There was a network issue yesterday, so the HDD / smb was not available for 15 mins.
Should I do something like checking databases for corruptness?

Connecting your data drive via SMB is prone to corrupt DBs - why did you choose this way?

The only “allowed” way of connecting HDDs for Storj via network is iSCSI.

3 Likes

Interesting. Thank you.

Current setup: storage system of 3 HDDs with different purpose connected via USB-C/Thunderbolt to a Mac mini M1; one of the drives is the storage HDD, which is shared via smb to a RPi4, where the node is hosted within docker on Debian Bullseye.

Some things have changed in planning since the initial setup was done in May 21, so if I can manage to share the other 2 disks from the RPi4 to the Mac mini, I can imagine to directly connect the icy box directly to the RPi4, as the box itself is power supplied (thinking about the limited power supply by the RPi).

The network mount, meanwhile clear, also impacts my download / upload rate, which is issued by timeouts since beginning of December 21. Most likely I can resolve that with the direct reconnect to the RPi.

Do you know / can help about how to share the other 2 mounts, once connected to the RPi?

You can install on the Pi an iSCSI target server and create iSCSI targets using your disks.
If Mac OS supports iSCSI you can mount the targets on your Mac mini.

Is the M1 Mac Mini running 24/7 anyways? Rosetta + Docker should work just fine for Storj while allowing to use the TB Icy Box and ditching the RPi completely.

1 Like

You should not need Rosetta really, its arm64 and thus should work.

2 Likes

As far as I remember docker does not fully support M1 and 9 months ago it was not suggested to install the node there. Has that changed? CLI docker install still references docker 2.1.x - and a windows version for MacOS:

Yes. Quite a good idea. Will try that with the most current docker desktop version.

I am running a M1 mini with Docker (the Desktop variant however) just fine.

2 Likes

Thanks for confirmation!

I have everything prepared and wanted to change the port forwarding to the M1 mini, but the port(s) are shown as closed. I shut down temporarily the firewall on the Mac, but that did not help. Could it be that, as long as the node is not running, the port will not be shown as open?

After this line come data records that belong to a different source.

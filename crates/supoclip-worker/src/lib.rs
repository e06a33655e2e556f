//! Clip production worker.
//!
//! This crate provides:
//! - The stage contracts (normalize, transcribe, score, render) and their
//!   production implementations
//! - The segment selector
//! - The per-task pipeline driven by the task state machine
//! - The queue executor with crash recovery and graceful shutdown

pub mod config;
pub mod error;
pub mod executor;
pub mod logging;
pub mod metrics;
pub mod normalizer;
pub mod pipeline;
pub mod renderer;
pub mod selector;
pub mod stages;
pub mod transcriber;

pub use config::{ScorerKind, WorkerConfig};
pub use error::{PipelineError, WorkerError, WorkerResult};
pub use executor::TaskExecutor;
pub use logging::TaskLogger;
pub use normalizer::MediaSourceNormalizer;
pub use pipeline::{Pipeline, PipelineSettings, PipelineStages};
pub use renderer::FfmpegClipRenderer;
pub use selector::{build_windows, GeminiScorer, HeuristicScorer, SegmentSelector, SelectorSettings};
pub use stages::{
    CandidateWindow, ClipRenderer, RenderJob, RenderedClip, SegmentScorer, SourceNormalizer,
    Transcriber, WindowScore,
};
pub use transcriber::WhisperTranscriber;
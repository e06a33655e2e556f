//! Redis Streams work queue.
//!
//! This crate provides:
//! - Task enqueueing via Redis Streams with de-duplication
//! - Consumer-group delivery to workers
//! - Reclaiming entries left pending by crashed workers
//! - A dead letter stream for jobs that keep failing outside the pipeline

pub mod error;
pub mod job;
pub mod queue;

pub use error::{QueueError, QueueResult};
pub use job::ProcessTaskJob;
pub use queue::{ConsumedJob, JobQueue, QueueConfig, TaskDispatcher};
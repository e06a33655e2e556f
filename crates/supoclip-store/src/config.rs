//! Store configuration.

use std::sync::Arc;

use tracing::{info, warn};

use crate::error::StoreResult;
use crate::memory::MemoryTaskStore;
use crate::redis_store::RedisTaskStore;
use crate::store::TaskStore;

/// Which adapter backs the store.
#[derive(Debug, Clone, Copy, PartialEq, Eq)]
pub enum StoreBackend {
    Redis,
    /// Process-local, for tests and local experiments
    Memory,
}

impl StoreBackend {
    fn parse(s: &str) -> Option<Self> {
        match s.trim().to_ascii_lowercase().as_str() {
            "redis" => Some(Self::Redis),
            "memory" => Some(Self::Memory),
            _ => None,
        }
    }
}

#[derive(Debug, Clone)]
pub struct StoreConfig {
    pub backend: StoreBackend,
    pub redis_url: String,
    /// Key prefix for Redis records
    pub key_prefix: String,
}

impl Default for StoreConfig {
    fn default() -> Self {
        Self {
            backend: StoreBackend::Redis,
            redis_url: "redis://localhost:6379".to_string(),
            key_prefix: "supoclip".to_string(),
        }
    }
}

impl StoreConfig {
    /// Create config from environment variables.
    pub fn from_env() -> Self {
        let defaults = Self::default();
        let backend = match std::env::var("STORE_BACKEND") {
            Ok(raw) => StoreBackend::parse(&raw).unwrap_or_else(|| {
                warn!(value = %raw, "Unknown STORE_BACKEND, using redis");
                StoreBackend::Redis
            }),
            Err(_) => defaults.backend,
        };

        Self {
            backend,
            redis_url: std::env::var("REDIS_URL").unwrap_or(defaults.redis_url),
            key_prefix: std::env::var("STORE_KEY_PREFIX").unwrap_or(defaults.key_prefix),
        }
    }
}

/// Build the configured store.
pub async fn connect_store(config: &StoreConfig) -> StoreResult<Arc<dyn TaskStore>> {
    match config.backend {
        StoreBackend::Redis => {
            let store = RedisTaskStore::connect(&config.redis_url, config.key_prefix.clone()).await?;
            info!(prefix = %config.key_prefix, "Connected Redis task store");
            Ok(Arc::new(store))
        }
        StoreBackend::Memory => {
            warn!("Using in-memory task store; state is lost on restart");
            Ok(Arc::new(MemoryTaskStore::new()))
        }
    }
}

#[cfg(test)]
mod tests {
    use super::*;

    #[test]
    fn test_parse_backend() {
        assert_eq!(StoreBackend::parse("Redis"), Some(StoreBackend::Redis));
        assert_eq!(StoreBackend::parse(" memory "), Some(StoreBackend::Memory));
        assert_eq!(StoreBackend::parse("postgres"), None);
    }

    #[tokio::test]
    async fn test_connect_memory() {
        let config = StoreConfig {
            backend: StoreBackend::Memory,
            ..Default::default()
        };
        let store = connect_store(&config).await.unwrap();
        store.ping().await.unwrap();
    }
}
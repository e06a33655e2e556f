//! Client-observable progress snapshots.

use chrono::{DateTime, Utc};
use schemars::JsonSchema;
use serde::{Deserialize, Serialize};

use crate::ids::TaskId;
use crate::task::{Task, TaskStatus, TaskStep};

/// `{step, message, percentage}` view of a task.
#[derive(Debug, Clone, PartialEq, Eq, Serialize, Deserialize, JsonSchema)]
pub struct ProgressSnapshot {
    pub task_id: TaskId,
    pub status: TaskStatus,
    pub step: TaskStep,
    pub message: String,
    /// 0-100, never decreasing for a task
    pub percentage: u8,
    pub updated_at: DateTime<Utc>,
}

impl ProgressSnapshot {
    pub fn from_task(task: &Task) -> Self {
        Self {
            task_id: task.id.clone(),
            status: task.status,
            step: task.step,
            message: task.message.clone(),
            percentage: task.progress,
            updated_at: task.updated_at,
        }
    }
}

/// Percentage while `done` of `total` clips have been rendered.
///
/// Interpolates between the rendering and complete steps, never reaching 100.
pub fn rendering_percentage(done: usize, total: usize) -> u8 {
    let base = TaskStep::Rendering.base_percentage() as usize;
    let ceiling = TaskStep::Complete.base_percentage() as usize - 1;
    if total == 0 {
        return base as u8;
    }
    let span = ceiling - base;
    (base + span * done.min(total) / total) as u8
}

#[cfg(test)]
mod tests {
    use super::*;

    #[test]
    fn test_rendering_percentage_bounds() {
        assert_eq!(rendering_percentage(0, 4), 70);
        assert_eq!(rendering_percentage(4, 4), 99);
        assert_eq!(rendering_percentage(9, 4), 99);
        assert_eq!(rendering_percentage(0, 0), 70);
    }

    #[test]
    fn test_rendering_percentage_monotonic() {
        let values: Vec<u8> = (0..=5).map(|d| rendering_percentage(d, 5)).collect();
        assert!(values.windows(2).all(|w| w[0] <= w[1]));
    }
}
//! Request handlers.

pub mod fonts;
pub mod health;
pub mod tasks;
pub mod upload;

pub use fonts::*;
pub use health::*;
pub use tasks::*;
pub use upload::*;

Update: yes, port was shown as online, as soon as the node was running. Firewall enabled. :wink:

Solution (hopefully): I have moved the node to the M1 Mac mini and shut down the RPi4.
[crossing fingers]

2 Likes

everything works fine, except that download and upload rates are very low:

 *** downloads (c: 34,038%, f: 0,000%, s: 66%)
 *** uploads (a: 100,000%, c: 40,047%, f: 0,158%, s: 60%)

Failure (f) rate seems to be acceptable, but cancellation (c) rate is horrible.
Ping is ok, better than on the RPi 4, with 10ms on average instead of 30-50ms.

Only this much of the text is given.